A historical 2,300-foot archaeological battle line
When the bulldozers started moving earth, a long line of stones emerged. It stretched for 2,300 feet through the peat, indicating that the stones had been deliberately set.
A fierce archaeological battle began, with two sides not seeing the same thing.
Sandy Gerrard, an independent archaeologist, looked at the alignment and perceived an ancient masterpiece.
The pattern mirrors Bronze Age stone rows discovered 100 miles south in Dartmoor. Apparently, it points directly toward a cemetery of more than 30 ancient burial cairns.
But Cotswold Archaeology contract archaeologists didn’t feel the same way.
They hand-excavated four of the stones, finding no prehistoric packing pits or stone settings.
Instead, they pointed to the mountain’s rich anthracite coal deposits. They say that these stones were just waymarkers to help local miners navigate in the mists of the moorland.
Ultimately, the marker path was crushed to make way for modern technology and modern needs.
So, which side turned out to be right?
The ultimate riddle: Did developers destroy an industrial relic or a ceremonial pathway?
The controversy has essentially come to a stalemate.
Diggers have moved on, and the wind farm is operational.

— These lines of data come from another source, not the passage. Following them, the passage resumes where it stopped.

//! `PyPI`: the whole simple index in one request, one JSON document per project.

use super::{Discovery, RegistryClient, endpoint_url, fetch_json_at};
use crate::Result;
use crate::harvest::{FetchOutcome, IndexSnapshot, PackageId};
use scraper::{Html, Selector};
use serde_json::Value;
use std::sync::LazyLock;

static ANCHOR_SELECTOR: LazyLock<Selector> = LazyLock::new(|| Selector::parse("a[href]").expect("valid CSS selector"));

/// Extract project names from a simple-index HTML page.
fn parse_simple_index(html: &str) -> Vec<PackageId> {
    Html::parse_document(html)
        .select(&ANCHOR_SELECTOR)
        .filter_map(|anchor| {
            let text: String = anchor.text().collect();
            let name = text.trim();
            (!name.is_empty()).then(|| PackageId::new(name))
        })
        .collect()
}

/// The simple index cannot be paged, so every crawl starts over and lists everything.
pub(super) async fn discover(discovery: &mut Discovery<'_>, snapshot: &mut IndexSnapshot) -> Result<()> {
    let url = endpoint_url(&discovery.client.endpoints.pypi, &["simple", ""])?;

    discovery.next_page().await;
    let html = discovery.client.fetcher.fetch_text(&url).await.into_result()?;

    snapshot.packages = parse_simple_index(&html);
    snapshot.cursor = None;
    snapshot.complete = true;
    discovery.checkpoint(snapshot)
}

pub(super) async fn fetch_metadata(client: &RegistryClient, id: &PackageId) -> FetchOutcome<Value> {
    fetch_json_at(client, &client.endpoints.pypi, &["pypi", id.as_str(), "json"]).await
}
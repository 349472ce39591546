//! Per-registry discovery and metadata fetch strategies.
//!
//! The set of registries is closed: [`Ecosystem`] selects the strategy pair
//! with a plain `match`, so adding a registry means adding a variant and a
//! module here.

mod cargo;
mod maven;
mod npm;
mod pypi;

use super::{FetchOutcome, Fetcher, IndexSnapshot, PackageId, Progress, Store};
use crate::Result;
use clap::ValueEnum;
use core::sync::atomic::{AtomicUsize, Ordering};
use core::time::Duration;
use ohno::app_err;
use serde::{Deserialize, Serialize};
use serde_json::Value;
use std::sync::Arc;
use strum::{Display, EnumIter, EnumString};
use url::Url;

const LOG_TARGET: &str = " discovery";

/// A package registry.
#[derive(
    Debug, Clone, Copy, PartialEq, Eq, PartialOrd, Ord, Hash, ValueEnum, Deserialize, Serialize, Display, EnumString, EnumIter,
)]
#[serde(rename_all = "lowercase")]
#[strum(serialize_all = "lowercase")]
pub enum Ecosystem {
    Npm,
    Pypi,
    Maven,
    Cargo,
}

/// Base URLs of the registry services.
#[derive(Debug, Clone, PartialEq, Eq, Deserialize, Serialize)]
#[serde(deny_unknown_fields, default)]
pub struct Endpoints {
    /// npm package documents (`<base>/<name>`).
    pub npm_registry: Url,

    /// npm bulk listing (`<base>/_all_docs`).
    pub npm_replicate: Url,

    /// `PyPI` simple index (`<base>/simple/`) and JSON API (`<base>/pypi/<name>/json`).
    pub pypi: Url,

    /// Maven repository layout root.
    pub maven_repository: Url,

    /// Maven Central Solr search endpoint.
    pub maven_search: Url,

    /// crates.io API root (`<base>/crates`).
    pub crates_io: Url,
}

impl Default for Endpoints {
    fn default() -> Self {
        let parse = |s: &str| Url::parse(s).expect("built-in endpoint URLs are valid");

        Self {
            npm_registry: parse("https://registry.npmjs.org/"),
            npm_replicate: parse("https://replicate.npmjs.com/"),
            pypi: parse("https://pypi.org/"),
            maven_repository: parse("https://repo1.maven.org/maven2/"),
            maven_search: parse("https://search.maven.org/solrsearch/select"),
            crates_io: parse("https://crates.io/api/v1/"),
        }
    }
}

impl Endpoints {
    /// Point every endpoint at a single server, using the default path layout.
    ///
    /// Used to direct all traffic at a mirror or a local test server.
    pub fn rooted_at(base: &Url) -> Result<Self> {
        Ok(Self {
            npm_registry: endpoint_url(base, &[])?,
            npm_replicate: endpoint_url(base, &[])?,
            pypi: endpoint_url(base, &[])?,
            maven_repository: endpoint_url(base, &["maven2"])?,
            maven_search: endpoint_url(base, &["solrsearch", "select"])?,
            crates_io: endpoint_url(base, &["api", "v1"])?,
        })
    }
}

/// Everything a strategy needs to talk to the registries.
#[derive(Debug, Clone)]
pub struct RegistryClient {
    pub fetcher: Fetcher,
    pub endpoints: Endpoints,

    /// Pause between consecutive discovery page requests.
    pub page_delay: Duration,
}

/// Shared state for one discovery run.
pub(crate) struct Discovery<'a> {
    pub client: &'a RegistryClient,
    pub store: &'a Store,
    pub limit: usize,
    pages: u64,
    discovered: Arc<AtomicUsize>,
}

impl<'a> Discovery<'a> {
    pub(crate) fn new(client: &'a RegistryClient, store: &'a Store, progress: &dyn Progress, limit: usize) -> Self {
        let discovered = Arc::new(AtomicUsize::new(0));
        {
            let discovered = Arc::clone(&discovered);
            progress.set_indeterminate(Box::new(move || format!("{} packages listed", discovered.load(Ordering::Relaxed))));
        }

        Self {
            client,
            store,
            limit,
            pages: 0,
            discovered,
        }
    }

    /// Wait out the page delay before every page request except the first.
    async fn next_page(&mut self) {
        if self.pages > 0 {
            tokio::time::sleep(self.client.page_delay).await;
        }
        self.pages += 1;
    }

    /// Record a discovered page in the snapshot and checkpoint it.
    fn checkpoint(&self, snapshot: &IndexSnapshot) -> Result<()> {
        self.discovered.store(snapshot.packages.len(), Ordering::Relaxed);
        log::info!(
            target: LOG_TARGET,
            "{}: discovered {} package(s) after {} page(s)",
            snapshot.ecosystem,
            snapshot.packages.len(),
            self.pages
        );
        snapshot.save(self.store)
    }
}

impl Ecosystem {
    /// Extend `snapshot` until it holds at least `limit` identifiers or the registry is exhausted.
    ///
    /// The snapshot is checkpointed to the store after every page. On error it
    /// keeps everything discovered so far.
    pub async fn discover(
        self,
        client: &RegistryClient,
        store: &Store,
        progress: &dyn Progress,
        snapshot: &mut IndexSnapshot,
        limit: usize,
    ) -> Result<()> {
        let mut discovery = Discovery::new(client, store, progress, limit);

        match self {
            Self::Npm => npm::discover(&mut discovery, snapshot).await,
            Self::Pypi => pypi::discover(&mut discovery, snapshot).await,
            Self::Maven => maven::discover(&mut discovery, snapshot).await,
            Self::Cargo => cargo::discover(&mut discovery, snapshot).await,
        }
    }

    /// The snapshot a fresh crawl starts from.
    ///
    /// For npm with `resume` set, the last recorded bulk-listing key seeds the cursor.
    pub fn initial_snapshot(self, store: &Store, resume: bool) -> Result<IndexSnapshot> {
        let mut snapshot = IndexSnapshot::new(self);
        if resume && self == Self::Npm {
            snapshot.cursor = npm::last_key(store)?;
        }
        Ok(snapshot)
    }

    /// Retrieve the metadata record for one package.
    pub async fn fetch_metadata(self, client: &RegistryClient, id: &PackageId) -> FetchOutcome<Value> {
        match self {
            Self::Npm => npm::fetch_metadata(client, id).await,
            Self::Pypi => pypi::fetch_metadata(client, id).await,
            Self::Maven => maven::fetch_metadata(client, id).await,
            Self::Cargo => cargo::fetch_metadata(client, id).await,
        }
    }
}

/// Append path segments to `base`, percent-encoding each one.
///
/// A segment containing `/` (such as a scoped npm name) stays a single segment.
pub(crate) fn endpoint_url(base: &Url, segments: &[&str]) -> Result<Url> {
    let mut url = base.clone();
    _ = url
        .path_segments_mut()
        .map_err(|()| app_err!("'{base}' cannot be used as a base URL"))?
        .pop_if_empty()
        .extend(segments);
    Ok(url)
}

/// Fetch the JSON document at `base` + `segments`.
async fn fetch_json_at(client: &RegistryClient, base: &Url, segments: &[&str]) -> FetchOutcome<Value> {
    match endpoint_url(base, segments) {
        Ok(url) => client.fetcher.fetch_json(&url).await,
        Err(e) => FetchOutcome::PermanentError(e),
    }
}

And the secret will remain just that.
Researchers found no datable prehistoric artifacts during the excavations. They didn’t find any ancient charcoal or organic matter among the stones either.
This means no proof that either theory is the correct one. The answers to the stone alignment’s purpose and who built it will most likely never be found.
A mere map or sacred monuments to the dead?
Cotswold Archaeology says the stones are an industrial relic of little importance. They simply served as a map for local Welsh miners on foot.
But Sandy Gerrard suspects that a tragic mistake occurred.
A 5,000-year-old Neolithic ceremonial pathway survived millennia, only to be sliced up by a wind farm access road.
Today, the turbines harvest the wind above a feature of our deepest past.
We may never truly know if we are looking at a sign of Welsh industry or a sacred monument to the dead. Could the green energy boom unwittingly be crushing ancient history?